◆ Problem details ◆
Across these entries, work out how many lines carry the string "TrustStoreError", and give only that number.

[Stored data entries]
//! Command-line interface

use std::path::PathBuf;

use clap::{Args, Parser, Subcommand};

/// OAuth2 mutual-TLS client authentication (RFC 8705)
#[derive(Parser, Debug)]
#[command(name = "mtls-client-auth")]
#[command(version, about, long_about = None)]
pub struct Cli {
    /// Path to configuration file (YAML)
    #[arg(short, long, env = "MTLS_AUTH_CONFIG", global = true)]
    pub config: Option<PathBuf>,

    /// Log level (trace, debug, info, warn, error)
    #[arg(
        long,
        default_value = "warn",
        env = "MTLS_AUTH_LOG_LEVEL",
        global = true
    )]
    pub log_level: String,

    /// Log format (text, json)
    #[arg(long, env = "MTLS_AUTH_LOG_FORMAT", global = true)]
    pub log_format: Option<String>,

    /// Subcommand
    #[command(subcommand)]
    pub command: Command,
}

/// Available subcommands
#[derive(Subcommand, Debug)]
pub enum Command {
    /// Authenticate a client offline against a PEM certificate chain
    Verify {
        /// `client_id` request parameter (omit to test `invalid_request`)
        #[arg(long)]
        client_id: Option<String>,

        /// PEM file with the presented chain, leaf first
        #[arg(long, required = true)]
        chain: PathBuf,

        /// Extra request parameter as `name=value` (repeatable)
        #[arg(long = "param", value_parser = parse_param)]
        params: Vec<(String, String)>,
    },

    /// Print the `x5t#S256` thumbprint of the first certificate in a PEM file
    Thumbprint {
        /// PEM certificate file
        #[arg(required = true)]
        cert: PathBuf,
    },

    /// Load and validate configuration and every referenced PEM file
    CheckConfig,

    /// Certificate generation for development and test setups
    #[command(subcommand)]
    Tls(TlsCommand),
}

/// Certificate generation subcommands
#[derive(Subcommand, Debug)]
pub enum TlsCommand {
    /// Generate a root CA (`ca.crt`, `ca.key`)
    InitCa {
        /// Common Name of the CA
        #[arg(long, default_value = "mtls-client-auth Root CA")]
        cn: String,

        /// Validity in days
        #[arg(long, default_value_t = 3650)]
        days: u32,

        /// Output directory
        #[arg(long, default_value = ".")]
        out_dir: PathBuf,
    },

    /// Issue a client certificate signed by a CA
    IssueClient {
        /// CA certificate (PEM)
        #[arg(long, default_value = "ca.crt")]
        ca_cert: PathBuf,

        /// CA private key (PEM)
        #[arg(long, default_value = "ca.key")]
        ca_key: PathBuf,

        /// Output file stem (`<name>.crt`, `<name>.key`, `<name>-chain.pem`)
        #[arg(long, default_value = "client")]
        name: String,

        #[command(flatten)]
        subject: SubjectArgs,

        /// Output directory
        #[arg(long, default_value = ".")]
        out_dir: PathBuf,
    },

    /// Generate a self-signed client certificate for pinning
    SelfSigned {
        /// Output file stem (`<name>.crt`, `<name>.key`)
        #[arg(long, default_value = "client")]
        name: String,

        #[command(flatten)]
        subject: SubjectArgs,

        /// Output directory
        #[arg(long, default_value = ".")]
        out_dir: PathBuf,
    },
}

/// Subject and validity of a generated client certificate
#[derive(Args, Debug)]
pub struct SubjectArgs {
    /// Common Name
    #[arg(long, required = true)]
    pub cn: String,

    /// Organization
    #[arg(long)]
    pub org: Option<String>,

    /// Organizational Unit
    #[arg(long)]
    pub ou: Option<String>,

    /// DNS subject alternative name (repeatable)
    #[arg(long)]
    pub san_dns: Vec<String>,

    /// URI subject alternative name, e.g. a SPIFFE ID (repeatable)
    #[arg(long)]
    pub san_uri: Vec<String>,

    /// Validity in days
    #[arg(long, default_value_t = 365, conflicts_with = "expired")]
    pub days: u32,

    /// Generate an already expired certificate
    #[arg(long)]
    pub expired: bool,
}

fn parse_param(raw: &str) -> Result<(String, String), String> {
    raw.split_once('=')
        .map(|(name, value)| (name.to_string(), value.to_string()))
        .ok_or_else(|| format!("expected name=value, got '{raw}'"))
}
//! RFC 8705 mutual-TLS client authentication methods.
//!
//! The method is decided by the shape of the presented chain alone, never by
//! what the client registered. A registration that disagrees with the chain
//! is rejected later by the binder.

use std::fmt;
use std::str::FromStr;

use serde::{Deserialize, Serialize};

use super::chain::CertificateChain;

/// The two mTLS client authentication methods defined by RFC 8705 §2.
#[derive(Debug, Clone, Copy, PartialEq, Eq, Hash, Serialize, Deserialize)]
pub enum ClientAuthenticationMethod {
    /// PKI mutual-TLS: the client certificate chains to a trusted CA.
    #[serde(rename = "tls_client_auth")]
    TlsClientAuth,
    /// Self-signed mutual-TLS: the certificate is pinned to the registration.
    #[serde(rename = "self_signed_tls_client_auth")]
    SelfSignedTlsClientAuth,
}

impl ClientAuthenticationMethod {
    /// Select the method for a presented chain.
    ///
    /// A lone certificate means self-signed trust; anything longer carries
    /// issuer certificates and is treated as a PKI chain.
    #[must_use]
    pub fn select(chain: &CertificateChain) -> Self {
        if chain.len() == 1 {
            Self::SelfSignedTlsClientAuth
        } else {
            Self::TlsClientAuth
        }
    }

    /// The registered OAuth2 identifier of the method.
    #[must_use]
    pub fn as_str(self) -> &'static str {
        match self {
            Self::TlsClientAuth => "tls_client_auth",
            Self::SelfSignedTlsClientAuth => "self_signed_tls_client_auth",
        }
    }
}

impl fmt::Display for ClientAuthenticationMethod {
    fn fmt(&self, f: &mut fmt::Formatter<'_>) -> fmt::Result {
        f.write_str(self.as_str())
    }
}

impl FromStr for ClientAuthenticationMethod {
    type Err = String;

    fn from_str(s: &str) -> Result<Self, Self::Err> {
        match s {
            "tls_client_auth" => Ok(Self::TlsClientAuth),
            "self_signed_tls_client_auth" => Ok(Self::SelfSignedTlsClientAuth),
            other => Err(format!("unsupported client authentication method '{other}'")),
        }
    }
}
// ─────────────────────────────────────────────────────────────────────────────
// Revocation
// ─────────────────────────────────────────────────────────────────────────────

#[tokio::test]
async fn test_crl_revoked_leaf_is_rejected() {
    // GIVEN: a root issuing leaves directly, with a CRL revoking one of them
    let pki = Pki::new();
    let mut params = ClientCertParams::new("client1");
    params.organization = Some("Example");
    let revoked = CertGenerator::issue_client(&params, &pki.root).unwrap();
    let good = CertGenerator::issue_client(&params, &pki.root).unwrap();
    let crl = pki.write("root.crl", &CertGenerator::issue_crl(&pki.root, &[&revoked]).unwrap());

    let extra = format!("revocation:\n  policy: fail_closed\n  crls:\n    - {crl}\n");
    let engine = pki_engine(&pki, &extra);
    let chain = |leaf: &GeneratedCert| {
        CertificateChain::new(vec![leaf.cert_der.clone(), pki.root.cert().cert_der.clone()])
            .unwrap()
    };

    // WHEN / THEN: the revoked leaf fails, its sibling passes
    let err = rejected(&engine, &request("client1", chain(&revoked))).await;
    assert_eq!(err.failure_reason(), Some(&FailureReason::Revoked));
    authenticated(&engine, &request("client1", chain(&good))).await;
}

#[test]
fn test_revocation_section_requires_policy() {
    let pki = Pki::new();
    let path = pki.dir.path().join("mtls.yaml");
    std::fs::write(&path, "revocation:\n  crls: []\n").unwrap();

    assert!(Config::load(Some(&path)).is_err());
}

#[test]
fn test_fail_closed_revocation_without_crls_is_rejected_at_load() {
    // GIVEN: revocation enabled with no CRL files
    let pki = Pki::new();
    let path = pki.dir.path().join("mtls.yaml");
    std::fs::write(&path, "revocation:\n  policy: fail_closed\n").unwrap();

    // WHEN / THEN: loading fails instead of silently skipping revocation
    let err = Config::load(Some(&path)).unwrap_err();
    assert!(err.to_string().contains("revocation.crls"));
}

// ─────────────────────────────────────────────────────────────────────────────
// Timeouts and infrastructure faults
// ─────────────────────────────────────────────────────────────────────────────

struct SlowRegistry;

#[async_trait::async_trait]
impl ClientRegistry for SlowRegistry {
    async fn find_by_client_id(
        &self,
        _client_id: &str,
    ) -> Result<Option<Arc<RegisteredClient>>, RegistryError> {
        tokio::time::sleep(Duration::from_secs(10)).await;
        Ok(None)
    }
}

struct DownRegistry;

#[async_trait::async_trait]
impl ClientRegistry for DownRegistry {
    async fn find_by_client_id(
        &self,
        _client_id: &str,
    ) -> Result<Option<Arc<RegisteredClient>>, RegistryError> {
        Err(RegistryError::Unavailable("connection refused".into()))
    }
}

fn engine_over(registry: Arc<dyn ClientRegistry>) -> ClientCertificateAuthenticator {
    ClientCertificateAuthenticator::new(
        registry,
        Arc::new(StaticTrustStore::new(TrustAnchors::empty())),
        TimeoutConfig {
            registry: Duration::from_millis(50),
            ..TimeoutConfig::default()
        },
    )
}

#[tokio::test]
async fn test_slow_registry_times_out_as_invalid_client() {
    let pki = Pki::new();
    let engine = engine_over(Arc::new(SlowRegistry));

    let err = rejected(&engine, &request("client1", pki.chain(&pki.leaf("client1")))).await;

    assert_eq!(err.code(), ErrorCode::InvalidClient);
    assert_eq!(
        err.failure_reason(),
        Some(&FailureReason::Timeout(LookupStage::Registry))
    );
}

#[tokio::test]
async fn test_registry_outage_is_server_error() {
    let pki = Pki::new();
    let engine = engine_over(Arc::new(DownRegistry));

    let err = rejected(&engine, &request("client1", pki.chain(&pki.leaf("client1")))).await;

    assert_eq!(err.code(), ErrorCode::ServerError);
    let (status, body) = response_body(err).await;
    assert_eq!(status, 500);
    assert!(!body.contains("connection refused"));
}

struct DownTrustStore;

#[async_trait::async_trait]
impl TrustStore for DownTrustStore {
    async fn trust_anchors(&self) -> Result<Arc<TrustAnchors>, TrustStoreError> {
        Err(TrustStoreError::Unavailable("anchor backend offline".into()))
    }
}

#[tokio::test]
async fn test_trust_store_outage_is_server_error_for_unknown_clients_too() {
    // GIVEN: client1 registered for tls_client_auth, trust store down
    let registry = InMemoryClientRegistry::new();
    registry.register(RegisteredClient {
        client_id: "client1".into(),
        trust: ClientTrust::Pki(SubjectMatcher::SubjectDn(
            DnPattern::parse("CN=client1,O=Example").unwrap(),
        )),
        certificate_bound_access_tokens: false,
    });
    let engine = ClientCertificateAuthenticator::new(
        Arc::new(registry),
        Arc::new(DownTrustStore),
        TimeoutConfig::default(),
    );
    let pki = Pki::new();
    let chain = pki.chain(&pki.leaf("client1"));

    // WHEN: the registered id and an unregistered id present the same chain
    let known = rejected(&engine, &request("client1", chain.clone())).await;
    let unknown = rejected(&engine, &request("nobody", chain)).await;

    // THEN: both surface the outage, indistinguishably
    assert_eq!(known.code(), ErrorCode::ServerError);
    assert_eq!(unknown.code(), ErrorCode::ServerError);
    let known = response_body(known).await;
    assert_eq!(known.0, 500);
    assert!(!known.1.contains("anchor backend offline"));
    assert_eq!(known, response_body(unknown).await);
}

◆ Exercise answer ◆
2